# Data for this task:
- Opening Delimiter -
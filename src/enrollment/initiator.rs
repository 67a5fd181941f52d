use std::sync::Arc;

use chrono::{Months, NaiveDate};
use serde::{Deserialize, Serialize};

use super::ids::IdGenerator;
use super::plans::{Period, Periodicity, Plan};
use crate::errors::EnrollmentError;

/// Credit card, in the payment enabler's numbering.
pub const PAYMENT_METHOD_CREDIT_CARD: u32 = 101;
pub const PAYMENT_TYPE_DEBIT_SALE: &str = "VD";
/// Subscriptions are never split into installments.
pub const MAX_INSTALLMENTS: u32 = 1;

/// Merchant data stamped on every enrollment request.
#[derive(Debug, Clone)]
pub struct MerchantProfile {
    pub commerce_code: String,
    pub commerce_name: String,
    pub return_url: String,
    pub logo_url: Option<String>,
}

/// One enrollment attempt for one plan.
#[derive(Debug, Clone, PartialEq)]
pub struct EnrollmentRequest {
    pub plan_name: String,
    pub buy_order: String,
    pub session_id: String,
    pub amount: i64,
    pub start_date: NaiveDate,
    pub end_date: NaiveDate,
    pub periodicity: Periodicity,
    pub commerce_code: String,
    pub commerce_name: String,
    pub commerce_logo_url: Option<String>,
    pub return_url: String,
}

/// Wire shape of the payment enabler's init call.
#[derive(Debug, Clone, Serialize, Deserialize, PartialEq)]
pub struct InitPayload {
    pub commerce_code: String,
    pub buy_order: String,
    pub session_id: String,
    pub amount: i64,
    pub return_url: String,
    #[serde(skip_serializing_if = "Option::is_none")]
    pub commerce_logo_url: Option<String>,
    pub commerce_name: String,
    pub payment_method: u32,
    pub payment_type: String,
    pub subscription_start_date: String,
    pub subscription_end_date: String,
    pub max_installments_number: u32,
    pub periodicity: u32,
    pub periodicity_type: String,
}

impl EnrollmentRequest {
    pub fn to_init_payload(&self) -> InitPayload {
        InitPayload {
            commerce_code: self.commerce_code.clone(),
            buy_order: self.buy_order.clone(),
            session_id: self.session_id.clone(),
            amount: self.amount,
            return_url: self.return_url.clone(),
            commerce_logo_url: self.commerce_logo_url.clone(),
            commerce_name: self.commerce_name.clone(),
            payment_method: PAYMENT_METHOD_CREDIT_CARD,
            payment_type: PAYMENT_TYPE_DEBIT_SALE.to_string(),
            subscription_start_date: iso_date(self.start_date),
            subscription_end_date: iso_date(self.end_date),
            max_installments_number: MAX_INSTALLMENTS,
            periodicity: self.periodicity.number,
            periodicity_type: self.periodicity.unit.as_str().to_string(),
        }
    }
}

pub fn iso_date(date: NaiveDate) -> String {
    date.format("%Y-%m-%d").to_string()
}

/// Reject plans the payment enabler could never accept.
pub fn validate_plan(plan: &Plan) -> Result<(), EnrollmentError> {
    if plan.price <= 0 {
        return Err(EnrollmentError::InvalidPlan(format!(
            "price must be a positive integer amount, got {}",
            plan.price
        )));
    }
    if plan.period.as_str().trim().is_empty() {
        return Err(EnrollmentError::InvalidPlan(format!(
            "plan '{}' has an empty period",
            plan.name
        )));
    }
    Ok(())
}

/// Last day of the mandate. Days past the end of the target month clamp to its last day.
pub fn end_date(start: NaiveDate, period: &Period) -> Option<NaiveDate> {
    start.checked_add_months(Months::new(period.months()))
}

pub struct EnrollmentInitiator {
    ids: Arc<IdGenerator>,
    merchant: MerchantProfile,
}

impl EnrollmentInitiator {
    pub fn new(ids: Arc<IdGenerator>, merchant: MerchantProfile) -> Self {
        Self { ids, merchant }
    }

    pub fn ids(&self) -> &Arc<IdGenerator> {
        &self.ids
    }

    pub fn build(&self, plan: &Plan) -> Result<EnrollmentRequest, EnrollmentError> {
        validate_plan(plan)?;

        let start_date = self.ids.clock().now().date_naive();
        let end_date = end_date(start_date, &plan.period).ok_or_else(|| {
            EnrollmentError::DateOverflow {
                period: plan.period.to_string(),
            }
        })?;

        Ok(EnrollmentRequest {
            plan_name: plan.name.clone(),
            buy_order: self.ids.buy_order(),
            session_id: self.ids.session_id(),
            amount: plan.price,
            start_date,
            end_date,
            periodicity: plan.period.periodicity(),
            commerce_code: self.merchant.commerce_code.clone(),
            commerce_name: self.merchant.commerce_name.clone(),
            commerce_logo_url: self.merchant.logo_url.clone(),
            return_url: self.merchant.return_url.clone(),
        })
    }
}
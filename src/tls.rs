//! TLS helpers for explicit (`AUTH TLS`) and implicit FTPS.
//!
//! Shaped after `sorng-ftp::ftp::tls`, retargeted from
//! `native_tls`/`tokio_native_tls` to the `rustls`/`tokio-rustls` stack this
//! crate's `Cargo.toml` declares (see `protocol.rs` doc comment).

use crate::error::{EngineError, EngineResult};
use crate::protocol::{FtpCodec, ReadHalf, WriteHalf};
use rustls::pki_types::ServerName;
use rustls::{ClientConfig, RootCertStore};
use std::sync::Arc;
use tokio::net::TcpStream;
use tokio_rustls::client::TlsStream;
use tokio_rustls::TlsConnector;

/// Certificate verifier that accepts anything — used only when the caller
/// has explicitly opted into `accept_invalid_certs`.
#[derive(Debug)]
struct NoCertVerification;

impl rustls::client::danger::ServerCertVerifier for NoCertVerification {
    fn verify_server_cert(
        &self,
        _end_entity: &rustls::pki_types::CertificateDer<'_>,
        _intermediates: &[rustls::pki_types::CertificateDer<'_>],
        _server_name: &ServerName<'_>,
        _ocsp_response: &[u8],
        _now: rustls::pki_types::UnixTime,
    ) -> Result<rustls::client::danger::ServerCertVerified, rustls::Error> {
        Ok(rustls::client::danger::ServerCertVerified::assertion())
    }

    fn verify_tls12_signature(
        &self,
        _message: &[u8],
        _cert: &rustls::pki_types::CertificateDer<'_>,
        _dss: &rustls::DigitallySignedStruct,
    ) -> Result<rustls::client::danger::HandshakeSignatureValid, rustls::Error> {
        Ok(rustls::client::danger::HandshakeSignatureValid::assertion())
    }

    fn verify_tls13_signature(
        &self,
        _message: &[u8],
        _cert: &rustls::pki_types::CertificateDer<'_>,
        _dss: &rustls::DigitallySignedStruct,
    ) -> Result<rustls::client::danger::HandshakeSignatureValid, rustls::Error> {
        Ok(rustls::client::danger::HandshakeSignatureValid::assertion())
    }

    fn supported_verify_schemes(&self) -> Vec<rustls::SignatureScheme> {
        rustls::crypto::ring::default_provider()
            .signature_verification_algorithms
            .supported_schemes()
    }
}

/// Build a `TlsConnector` honoring the server's invalid-certificate policy.
pub fn build_tls_connector(accept_invalid_certs: bool) -> EngineResult<TlsConnector> {
    let config = if accept_invalid_certs {
        ClientConfig::builder()
            .dangerous()
            .with_custom_certificate_verifier(Arc::new(NoCertVerification))
            .with_no_client_auth()
    } else {
        let mut roots = RootCertStore::empty();
        let native = rustls_native_certs::load_native_certs();
        for err in &native.errors {
            log::trace!("native cert store load warning: {}", err);
        }
        for cert in native.certs {
            // Best-effort: a handful of malformed OS certs should not abort startup.
            let _ = roots.add(cert);
        }
        ClientConfig::builder()
            .with_root_certificates(roots)
            .with_no_client_auth()
    };
    Ok(TlsConnector::from(Arc::new(config)))
}

/// Reunite a codec's plain halves back into a single `TcpStream`, erroring
/// if the codec has already been upgraded to TLS (can only happen once).
fn reunite_plain(codec: FtpCodec) -> EngineResult<TcpStream> {
    match (codec.reader, codec.writer) {
        (ReadHalf::Plain(r), WriteHalf::Plain(w)) => {
            let rd = r.into_inner();
            rd.reunite(w)
                .map_err(|e| EngineError::tls_failed(format!("cannot reunite control stream: {}", e)))
        }
        _ => Err(EngineError::tls_failed("control connection is already TLS")),
    }
}

/// Perform the `AUTH TLS` handshake on an already-connected, still-plain
/// control codec, returning it rewrapped as TLS.
pub async fn upgrade_to_tls(codec: FtpCodec, host: &str, accept_invalid_certs: bool) -> EngineResult<FtpCodec> {
    let tcp = reunite_plain(codec)?;
    let connector = build_tls_connector(accept_invalid_certs)?;
    let server_name = ServerName::try_from(host.to_string())
        .map_err(|_| EngineError::tls_failed(format!("invalid TLS server name: {}", host)))?;
    let stream = connector
        .connect(server_name, tcp)
        .await
        .map_err(|e| EngineError::tls_failed(e.to_string()))?;
    Ok(FtpCodec::from_tls(stream))
}

/// Wrap a freshly-opened data connection in TLS (for FTPS data channels,
/// after `PROT P`).
pub async fn wrap_data_stream(
    tcp: TcpStream,
    host: &str,
    accept_invalid_certs: bool,
) -> EngineResult<TlsStream<TcpStream>> {
    let connector = build_tls_connector(accept_invalid_certs)?;
    let server_name = ServerName::try_from(host.to_string())
        .map_err(|_| EngineError::tls_failed(format!("invalid TLS server name: {}", host)))?;
    connector
        .connect(server_name, tcp)
        .await
        .map_err(|e| EngineError::tls_failed(e.to_string()))
}
//! Ambient configuration — the per-server/per-session parameter bag each
//! worker is constructed from.
//!
//! Shaped like `FtpConnectionConfig` + `TransferQueueConfig`
//! (`sorng-ftp::ftp::types`): a flat, `serde`-derived struct with field
//! defaults, serialized as a key/value bag rather than a normative
//! on-disk format.

use serde::{Deserialize, Serialize};
use std::time::Duration;

#[derive(Debug, Clone, Copy, PartialEq, Eq, Serialize, Deserialize)]
pub enum TlsPolicy {
    None,
    /// `AUTH TLS` after connecting in plaintext.
    Explicit,
    /// TLS handshake immediately upon TCP connect.
    Implicit,
}

impl Default for TlsPolicy {
    fn default() -> Self {
        TlsPolicy::None
    }
}

#[derive(Debug, Clone, Copy, PartialEq, Eq, Serialize, Deserialize)]
pub enum DataChannelMode {
    Passive,
    ExtendedPassive,
    Active,
    ExtendedActive,
}

impl Default for DataChannelMode {
    fn default() -> Self {
        DataChannelMode::Passive
    }
}

#[derive(Debug, Clone, Copy, PartialEq, Eq, Serialize, Deserialize)]
pub enum TransferMode {
    Ascii,
    Binary,
}

impl Default for TransferMode {
    fn default() -> Self {
        TransferMode::Binary
    }
}

/// Default resolution for a target file that already exists locally (the
/// operation-wide "force action"). An item's own `force_action` — a
/// per-item override set by the user resolving an earlier prompt — takes
/// precedence over this operation-wide default when present.
#[derive(Debug, Clone, Copy, PartialEq, Eq, Serialize, Deserialize)]
pub enum OverwritePolicy {
    Overwrite,
    Skip,
    Autorename,
    Resume,
}

impl Default for OverwritePolicy {
    fn default() -> Self {
        OverwritePolicy::Overwrite
    }
}

/// What to do when a `SITE CHMOD` would silently drop an attribute bit
/// the configured and/or-mask can't represent (setuid/setgid/sticky on a
/// plain `rwx` mask) — spec.md §4.8.1's change-attributes policy.
#[derive(Debug, Clone, Copy, PartialEq, Eq, Serialize, Deserialize)]
pub enum UnknownAttrsPolicy {
    /// Apply the mask anyway and lose the bit.
    Ignore,
    /// Leave the file's attributes untouched.
    Skip,
    /// Park the item in `user-input-needed` for the caller to decide.
    AskUser,
}

impl Default for UnknownAttrsPolicy {
    fn default() -> Self {
        UnknownAttrsPolicy::AskUser
    }
}

/// What to do with a dotfile/hidden entry the operation would otherwise
/// delete — spec.md §3's `DeleteLink`/`DeleteFile`/`DeleteExploreDir`
/// `is_hidden_*` fields exist precisely so this policy has something to
/// consult before the worker issues `DELE`/`RMD`.
#[derive(Debug, Clone, Copy, PartialEq, Eq, Serialize, Deserialize)]
pub enum HiddenItemPolicy {
    /// Delete hidden entries the same as any other.
    Delete,
    /// Leave hidden entries alone.
    Skip,
    /// Park the item in `user-input-needed` for the caller to decide.
    AskUser,
}

impl Default for HiddenItemPolicy {
    fn default() -> Self {
        HiddenItemPolicy::Skip
    }
}

fn default_port() -> u16 {
    21
}
fn default_connect_timeout() -> u64 {
    15
}
fn default_data_timeout() -> u64 {
    20
}
fn default_keepalive_interval() -> u64 {
    60
}
fn default_max_attempts() -> u32 {
    3
}
fn default_retry_backoff() -> u64 {
    5
}
fn default_max_concurrent_workers() -> usize {
    1
}
fn default_list_command() -> String {
    "LIST".to_string()
}
fn default_true() -> bool {
    true
}

/// Everything a single worker needs to connect, log in, and drive one FTP
/// server. Cloned per worker; shared fields (speed limit) live behind the
/// coordinator instead.
#[derive(Debug, Clone, Serialize, Deserialize)]
pub struct OperationConfig {
    pub host: String,
    #[serde(default = "default_port")]
    pub port: u16,
    pub username: String,
    pub password: String,
    pub account: Option<String>,

    #[serde(default)]
    pub tls_policy: TlsPolicy,
    #[serde(default)]
    pub accept_invalid_certs: bool,
    #[serde(default)]
    pub data_channel_mode: DataChannelMode,
    #[serde(default)]
    pub transfer_mode: TransferMode,
    #[serde(default)]
    pub use_mode_z: bool,
    #[serde(default)]
    pub mode_z_level: Option<u32>,

    #[serde(default = "default_connect_timeout")]
    pub connect_timeout_sec: u64,
    #[serde(default = "default_data_timeout")]
    pub data_timeout_sec: u64,
    #[serde(default = "default_keepalive_interval")]
    pub keepalive_interval_sec: u64,

    #[serde(default = "default_max_attempts")]
    pub max_attempts: u32,
    #[serde(default = "default_retry_backoff")]
    pub retry_backoff_sec: u64,

    #[serde(default = "default_max_concurrent_workers")]
    pub max_concurrent_workers: usize,
    /// Aggregate speed cap across all workers of this operation, 0 = unlimited.
    #[serde(default)]
    pub max_bandwidth_bytes_per_sec: u64,

    #[serde(default = "default_list_command")]
    pub list_command: String,
    #[serde(default = "default_true")]
    pub prefer_mlsd: bool,
    #[serde(default)]
    pub initial_directory: Option<String>,
    /// Commands sent immediately after login, before any queued work.
    #[serde(default)]
    pub login_script: Vec<String>,
    #[serde(default)]
    pub active_bind_address: Option<String>,

    /// Proxy dialect to run before the usual `USER`/`PASS` login — see
    /// `src/proxy.rs`. `ProxyServerType::NotUsed` (the default) skips the
    /// login-script entirely and dials `host`/`port` directly.
    #[serde(default)]
    pub proxy_type: crate::proxy::ProxyServerType,
    #[serde(default)]
    pub proxy_host: Option<String>,
    #[serde(default)]
    pub proxy_port: Option<u16>,
    #[serde(default)]
    pub proxy_user: Option<String>,
    #[serde(default)]
    pub proxy_password: Option<String>,

    /// How to resolve a target file that already exists locally, absent a
    /// per-item `force_action` override.
    #[serde(default)]
    pub overwrite_policy: OverwritePolicy,

    /// `and`-mask applied to a file's current permission bits before
    /// `or`-ing in `chattrs_or_mask`, for change-attributes operations.
    #[serde(default)]
    pub chattrs_and_mask: Option<u32>,
    #[serde(default)]
    pub chattrs_or_mask: Option<u32>,
    #[serde(default)]
    pub unknown_attrs_policy: UnknownAttrsPolicy,
    #[serde(default)]
    pub hidden_item_policy: HiddenItemPolicy,

    #[serde(default)]
    pub label: Option<String>,
}

impl OperationConfig {
    pub fn connect_timeout(&self) -> Duration {
        Duration::from_secs(self.connect_timeout_sec)
    }

    pub fn data_timeout(&self) -> Duration {
        Duration::from_secs(self.data_timeout_sec)
    }

    pub fn keepalive_interval(&self) -> Duration {
        Duration::from_secs(self.keepalive_interval_sec)
    }

    pub fn retry_backoff(&self) -> Duration {
        Duration::from_secs(self.retry_backoff_sec)
    }
}

#[cfg(test)]
mod tests {
    use super::*;

    #[test]
    fn deserializes_with_defaults() {
        let json = r#"{"host":"ftp.example.com","username":"anon","password":"x"}"#;
        let cfg: OperationConfig = serde_json::from_str(json).unwrap();
        assert_eq!(cfg.port, 21);
        assert_eq!(cfg.max_attempts, 3);
        assert_eq!(cfg.list_command, "LIST");
        assert!(cfg.prefer_mlsd);
        assert_eq!(cfg.tls_policy, TlsPolicy::None);
    }
}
- Closing Delimiter -
# Work instruction:
Tally the lines of the material above that include the string "crate", then give the number with no other text.

# Response area:
5